Стояла Васькина мать красивая перед директором и смотрела в пол, робея. Васька ее никогда такой не видел — беззащитная, совсем слабая, даже хрупкая.
— Тебя мать не наказывает — распоясался! распустился! А мог бы стать гордостью школы, — говорил директор горячо. — Некому тебя в руки взять мужскую на тебя нужно руку!
Васька заметил, как мать иронически глянула на директора и снова потупилась.
А директор еще горячее:
— А если бы кто из вас сверзился? Что бы вы чувствовали? А, молчишь. Скажи, что бы ты чувствовал?
— Я бы и упал. Все гимнастикой занимаются, один я — греблей, — сказал Васька.
— Я спрашиваю — что бы ты чувствовал?
— Наверное, боль, что же еще?
Директор был хороший мужик, но материна красота и полнейшая беззащитность, даже хрупкость, повлияли на него отрицательно.
— Это я тебе сейчас обеспечу. Если мама тебя не наказывает, я, с ее позволения, выполню свой мужской долг. Стой прямо! — Директор засветил Ваське по уху с левой и тут же с правой.
Васька, качнувшись, отметил насмешку в материных глазах.
— Вот, — сказал директор. — Извините, конечно, но я счел своим долгом.
— Спасибо вам. — Мать робко глянула на директора. — Дети нынче так быстро взрослеют.
Васька отметил про себя: «Нокаутировала».
— Про вашего нельзя сказать — педагогический брак.
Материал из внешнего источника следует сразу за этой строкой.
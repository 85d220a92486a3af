//! Market Sync - market data synchronization daemon
//!
//! Follows the first configured symbol: seeds order book, trades and candles
//! from REST, keeps them current from exchange streams, logs every
//! reconciled view and optionally forwards it over IPC.

use anyhow::Context;
use axum::extract::State;
use axum::http::StatusCode;
use axum::{routing::get, Json, Router};
use serde::Serialize;
use std::net::SocketAddr;
use std::sync::Arc;
use tracing::{error, info, warn};
use tracing_subscriber::{fmt, prelude::*, EnvFilter};

use market_sync::feed::FeedContext;
use market_sync::{
    Config, FeedEvent, MarketDataError, MarketSession, Publisher, SessionFeeds, SyncMetrics,
};

#[tokio::main]
async fn main() -> anyhow::Result<()> {
    tracing_subscriber::registry()
        .with(fmt::layer().json())
        .with(EnvFilter::try_from_default_env().unwrap_or_else(|_| EnvFilter::new("info")))
        .init();

    info!("Starting market sync");

    let config = Config::load()?;
    info!(symbols = ?config.symbols, rest = %config.rest_endpoint, "Configuration loaded");

    let metrics = Arc::new(SyncMetrics::new()?);

    let health_metrics = metrics.clone();
    let health_port = config.health_port;
    tokio::spawn(async move {
        if let Err(e) = start_health_server(health_port, health_metrics).await {
            warn!(error = %e, "Health server error");
        }
    });

    let publisher = match &config.ipc_socket_path {
        Some(path) => Some(Publisher::new(path).await),
        None => None,
    };

    let symbol = config
        .symbols
        .first()
        .cloned()
        .context("no symbols configured")?;

    let ctx = FeedContext::from_config(&config, &metrics)?;
    let mut session = MarketSession::new(ctx, SessionFeeds::from(&config));
    session.switch_symbol(&symbol);

    run(&mut session, &metrics, publisher.as_ref()).await;

    session.close();
    info!("Market sync stopped");
    Ok(())
}

/// Pump the active feeds until Ctrl-C
async fn run(session: &mut MarketSession, metrics: &SyncMetrics, publisher: Option<&Publisher>) {
    let Some(feeds) = session.feeds_mut() else {
        return;
    };
    let symbol = feeds.symbol().to_string();
    let shutdown = tokio::signal::ctrl_c();
    tokio::pin!(shutdown);

    loop {
        tokio::select! {
            result = &mut shutdown => {
                if let Err(e) = result {
                    error!(error = %e, "Failed to listen for Ctrl-C");
                }
                info!("Shutdown requested");
                break;
            }

            Some(event) = feeds.order_book.recv() => {
                if let FeedEvent::Snapshot(view) = &event {
                    info!(
                        symbol = %symbol,
                        best_bid = ?view.metrics.best_bid,
                        best_ask = ?view.metrics.best_ask,
                        spread_bps = ?view.metrics.spread_bps,
                        direction = ?view.price_direction,
                        "Order book updated"
                    );
                }
                forward("orderbook", &symbol, event, metrics, publisher).await;
            }

            Some(event) = feeds.trades.recv() => {
                if let FeedEvent::Snapshot(tape) = &event {
                    info!(
                        symbol = %symbol,
                        trades = tape.len(),
                        last_price = ?tape.first().map(|t| t.price),
                        "Trades updated"
                    );
                }
                forward("trades", &symbol, event, metrics, publisher).await;
            }

            Some(event) = feeds.candles.recv() => {
                if let FeedEvent::Snapshot(series) = &event {
                    info!(
                        symbol = %symbol,
                        candles = series.len(),
                        last_close = ?series.points().last().map(|p| p.close),
                        "Candles updated"
                    );
                }
                forward("candles", &symbol, event, metrics, publisher).await;
            }
        }
    }
}

/// Count, log and publish one feed event
async fn forward<O: Serialize>(
    feed: &str,
    symbol: &str,
    event: FeedEvent<O>,
    metrics: &SyncMetrics,
    publisher: Option<&Publisher>,
) {
    metrics.observe(feed, &event);

    match event {
        FeedEvent::Snapshot(view) => {
            if let Some(publisher) = publisher {
                if let Err(e) = publisher.publish(feed, symbol, &view).await {
                    warn!(feed, symbol, error = %e, "Failed to publish view");
                }
            }
        }
        FeedEvent::Status(status) => info!(feed, symbol, status = ?status, "Stream status"),
        FeedEvent::TerminalError(fault) => {
            let err = MarketDataError::from(fault);
            error!(feed, symbol, error = %err, "Feed stopped");
        }
        FeedEvent::Degraded(reason) => {
            warn!(feed, symbol, reason = %reason, "Running without initial snapshot")
        }
    }
}

/// Start HTTP server for health checks and metrics
async fn start_health_server(port: u16, metrics: Arc<SyncMetrics>) -> anyhow::Result<()> {
    let app = Router::new()
        .route("/health", get(health_check))
        .route("/metrics", get(render_metrics))
        .with_state(metrics);

    let addr = SocketAddr::from(([0, 0, 0, 0], port));
    info!(addr = %addr, "Starting health check server");

    let listener = tokio::net::TcpListener::bind(addr).await?;
    axum::serve(listener, app).await?;

    Ok(())
}

async fn health_check() -> Json<serde_json::Value> {
    Json(serde_json::json!({
        "status": "healthy",
        "component": "market-sync",
        "timestamp": chrono::Utc::now().to_rfc3339()
    }))
}

async fn render_metrics(State(metrics): State<Arc<SyncMetrics>>) -> Result<String, StatusCode> {
    metrics.render().map_err(|e| {
        warn!(error = %e, "Failed to render metrics");
        StatusCode::INTERNAL_SERVER_ERROR
    })
}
Или социально опасен. — Директор энергично прошелся по кабинету. Остановился супротив Васьки. — Типичный лоботряс. Ты бы свою мать пожалел. Такая женщина!.. Он поперхнулся. Шея его стала раздуваться и багроветь.
— Вы извините нас, мы пойдем, — сказала мать.
Окно директорского кабинета выходило на улицу. Мать шла, удрученно повесив голову, но завернули за угол, и она засмеялась.
Васька надулся.
— Похохочи. А если он примется тебе записки со мной посылать? Смешно? Нашла развлечение.
— Развлечение дома будет, — сказала мать. — И не брюзжи. Конечно, смешно. Кто бы подумал — исполнитель мужского долга. Ну, цирк… Васька, а он ничего, чудак?